Type IV fluids were created by further potentiating Type II fluids. For this reason, Type IV is not diluted in water, resulting in a highly viscous substance. This fluid is usually applicable for ice prevention. Type IV fluids are tinted light green.

Airbus A320 during de-icing with Type II fluid and a second layer of Type IV as anti-icing. Photo: Fabrizio Spicuglia/Airways

After applying the de-icing fluid, another fluid layer must be sprayed to prevent the formation of new ice or snow during the waiting time or the takeoff; Type II or Type IV fluids can be used for this.
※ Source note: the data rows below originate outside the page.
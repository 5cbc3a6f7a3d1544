//! Migration applier
//!
//! ## Apply pipeline (in order):
//! 1. Bootstrap and read the ledger (retried while another process holds
//!    the bootstrap critical section)
//! 2. Check the ledger is a prefix of the catalog (fatal otherwise)
//! 3. Hand the pending suffix to the backend as one serializable transaction
//! 4. Interpret a lost race as "another process is applying the same
//!    migrations" and return an empty result

use std::sync::Arc;
use std::time::Duration;

use automig_core_types::RequestId;

use crate::backend::LedgerBackend;
use crate::catalog::Catalog;
use crate::classify::{classify, signal_of, Classified, MigrationSignal};
use crate::errors::{ExError, ExErrorKind, Result};
use crate::plan::{self, MigrationStatus};
use crate::retry::{retry_on, RetryPolicy};
use crate::{log_op_end, log_op_error, log_op_start};

/// Caller-supplied knobs for one apply run
#[derive(Debug, Clone, Default, PartialEq, Eq)]
pub struct ApplyOptions {
    /// Sleep inside the apply transaction before committing
    ///
    /// Diagnostic only: widens the race window in concurrency tests.
    pub artificial_delay: Option<Duration>,
}

/// Result of an apply run
#[derive(Debug, Clone, Default, PartialEq, Eq)]
pub struct ApplyOutcome {
    /// Migrations committed by this run, in catalog order
    pub newly_applied: Vec<String>,
}

/// Coordinates a catalog against a ledger backend
pub struct Migrator<B> {
    backend: B,
    catalog: Arc<Catalog>,
    retry: RetryPolicy,
}

impl<B: LedgerBackend> Migrator<B> {
    pub fn new(backend: B, catalog: Arc<Catalog>, retry: RetryPolicy) -> Self {
        Self {
            backend,
            catalog,
            retry,
        }
    }

    pub fn catalog(&self) -> &Catalog {
        &self.catalog
    }

    pub fn backend(&self) -> &B {
        &self.backend
    }

    /// Bootstrap the ledger and return finished names in start order
    ///
    /// `MIGRATION_IN_PROGRESS` is retried with backoff; exhausting the
    /// budget yields [`ExErrorKind::RetriesExhausted`].
    pub async fn load_applied_migrations(&self) -> Result<Vec<String>> {
        retry_on(
            &self.retry,
            MigrationSignal::InProgress.name(),
            |err| signal_of(err) == Some(MigrationSignal::InProgress),
            || self.backend.load_applied_names(),
        )
        .await
    }

    /// Apply every catalog entry after the ledger's finished prefix
    pub async fn apply_pending_migrations(&self, options: &ApplyOptions) -> Result<ApplyOutcome> {
        let request_id = RequestId::new();
        log_op_start!(
            "apply_pending_migrations",
            request_id = request_id.as_str(),
            catalog_len = self.catalog.len()
        );
        let start = std::time::Instant::now();

        let outcome = self
            .apply_pending_migrations_impl(options)
            .await
            .map_err(|e| {
                let e = e.with_request_id(request_id.clone());
                log_op_error!(
                    "apply_pending_migrations",
                    e,
                    duration_ms = start.elapsed().as_millis() as u64,
                    request_id = request_id.as_str()
                );
                e
            })?;

        log_op_end!(
            "apply_pending_migrations",
            duration_ms = start.elapsed().as_millis() as u64,
            request_id = request_id.as_str(),
            applied_len = outcome.newly_applied.len()
        );

        Ok(outcome)
    }

    async fn apply_pending_migrations_impl(&self, options: &ApplyOptions) -> Result<ApplyOutcome> {
        let applied = self.load_applied_migrations().await?;
        let pending = plan::pending_suffix(&self.catalog, &applied)?;

        if pending.is_empty() {
            tracing::debug!(applied_len = applied.len(), "ledger matches catalog");
            return Ok(ApplyOutcome::default());
        }

        tracing::info!(
            applied_len = applied.len(),
            pending_len = pending.len(),
            first_pending = pending[0].name(),
            "applying pending migrations"
        );

        match self.backend.apply_pending(pending, options).await {
            Ok(()) => Ok(ApplyOutcome {
                newly_applied: pending.iter().map(|m| m.name().to_string()).collect(),
            }),
            Err(err) => yield_to_concurrent_applier(err),
        }
    }

    /// Applied and pending names without changing anything beyond bootstrap
    pub async fn status(&self) -> Result<MigrationStatus> {
        let applied = self.load_applied_migrations().await?;
        plan::status(&self.catalog, applied)
    }
}

/// Decide whether a failed apply lost a race or genuinely failed
///
/// The loser never retries: the winner's transaction is still in flight and
/// a retry would most likely conflict again.
fn yield_to_concurrent_applier(err: ExError) -> Result<ApplyOutcome> {
    if err.kind() == ExErrorKind::SerializationConflict {
        tracing::info!(
            db_code = err.db_code().unwrap_or_default(),
            "concurrent applier won the race, yielding"
        );
        return Ok(ApplyOutcome::default());
    }

    match classify(err) {
        Classified::Signal {
            signal: MigrationSignal::AlreadyDone,
            error,
        } => {
            tracing::info!(
                migration = error.migration().unwrap_or_default(),
                "migration already finished by another process, yielding"
            );
            Ok(ApplyOutcome::default())
        }
        Classified::Signal {
            signal: MigrationSignal::Timeout,
            error,
        } => {
            let mut fatal = ExError::new(ExErrorKind::MigrationTimeout)
                .with_op("apply_pending_migrations")
                .with_message("database reported the migration overran its window");
            if let Some(name) = error.migration() {
                fatal = fatal.with_migration(name);
            }
            Err(fatal.with_source(error))
        }
        other => Err(other.into_error()),
    }
}
//! Error handling for automig-store
//!
//! Wraps automig-core ExError with sqlx-specific helpers

use automig_core::errors::{ExError, ExErrorKind};

/// Result type alias using ExError
pub type Result<T> = std::result::Result<T, ExError>;

/// SQLSTATE for `could not serialize access`
pub const SERIALIZATION_FAILURE: &str = "40001";
/// SQLSTATE for `deadlock detected`
pub const DEADLOCK_DETECTED: &str = "40P01";
/// SQLSTATE for `duplicate key value violates unique constraint`
pub const UNIQUE_VIOLATION: &str = "23505";

/// Create an ExError from sqlx::Error
///
/// Database errors keep their SQLSTATE and raw server message, which is
/// what signal classification inspects.
pub fn from_sqlx(op: &str, err: sqlx::Error) -> ExError {
    match err {
        sqlx::Error::Database(db) => {
            let mut ex = ExError::new(ExErrorKind::Persistence)
                .with_op(op)
                .with_message(db.message().to_string());
            if let Some(code) = db.code() {
                ex = ex.with_db_code(code.into_owned());
            }
            ex
        }
        sqlx::Error::Io(io) => ExError::new(ExErrorKind::Io)
            .with_op(op)
            .with_message(io.to_string()),
        sqlx::Error::Configuration(cause) => ExError::new(ExErrorKind::Config)
            .with_op(op)
            .with_message(cause.to_string()),
        other => ExError::new(ExErrorKind::Persistence)
            .with_op(op)
            .with_message(other.to_string()),
    }
}

/// Whether a failure of the apply transaction means a concurrent applier won
///
/// Serialization failures and deadlocks qualify, and so does a duplicate
/// ledger row: both transactions tried to record the same migration.
pub fn is_concurrent_apply_conflict(err: &sqlx::Error, ledger_unique_constraint: &str) -> bool {
    let Some(db) = err.as_database_error() else {
        return false;
    };
    match db.code().as_deref() {
        Some(SERIALIZATION_FAILURE) | Some(DEADLOCK_DETECTED) => true,
        Some(UNIQUE_VIOLATION) => db.constraint() == Some(ledger_unique_constraint),
        _ => false,
    }
}

/// Map an apply-transaction failure, flagging lost races
pub fn from_apply_error(op: &str, err: sqlx::Error, ledger_unique_constraint: &str) -> ExError {
    if is_concurrent_apply_conflict(&err, ledger_unique_constraint) {
        let conflict = from_sqlx(op, err);
        let mut mapped = ExError::new(ExErrorKind::SerializationConflict)
            .with_op(op)
            .with_message(conflict.message().to_string());
        if let Some(code) = conflict.db_code() {
            mapped = mapped.with_db_code(code);
        }
        return mapped;
    }
    from_sqlx(op, err)
}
Where, When, and How Is De-icing Done?

Where

All airports in cold countries have a designated winter zone for this procedure. These zones are called de-icing pads and are located near runways or along taxiways from the gate to the runway. De-icing can also be done at the gate or the stand. For this procedure, the aircraft must be closed, cleared of any handling equipment, and the engines must be off.

Let's take Frankfurt Airport (FRA) as an example. This airport has two de-icing pads: one on the side of runway 18 and another in front of Terminal 1. FRA is also permitted to perform de-icing at the gates.

When

De-icing must be done before the plane takes off. As said in the previous part, it can be done at the gate or the de-icing pads. Ice or snow on the aircraft's surfaces can affect takeoff performance due to increased drag and reduced lift.

EASA and FAA review the maximum time to take off after de-icing fluid application each year to prevent accidents.

How

Special trucks are used to apply the de-icing fluid. These trucks have a hydraulic boom with an open bucket or a cabin attached, where an operator is located. The trucks have a heated tank for the fluids, which are already heated for use.

These tanks are equipped with a pumping system powered by the truck engine. This lets the operator correctly spray all the fluid onto the plane using the adjustable nozzle, located outside the cabin or in the bucket.

The de-icing process takes at least 10 minutes, and often more than one plane is waiting for the de-icing pad to become available; this can cause delays, but remember, this was created to make aviation safer.

In a situation like this, you have to wait patiently and keep in mind that those 10 minutes will make you arrive safely at home.

For U.S. travelers, if you are flying this weekend in affected areas, move your flights before or after the storm due to anticipated cancellations.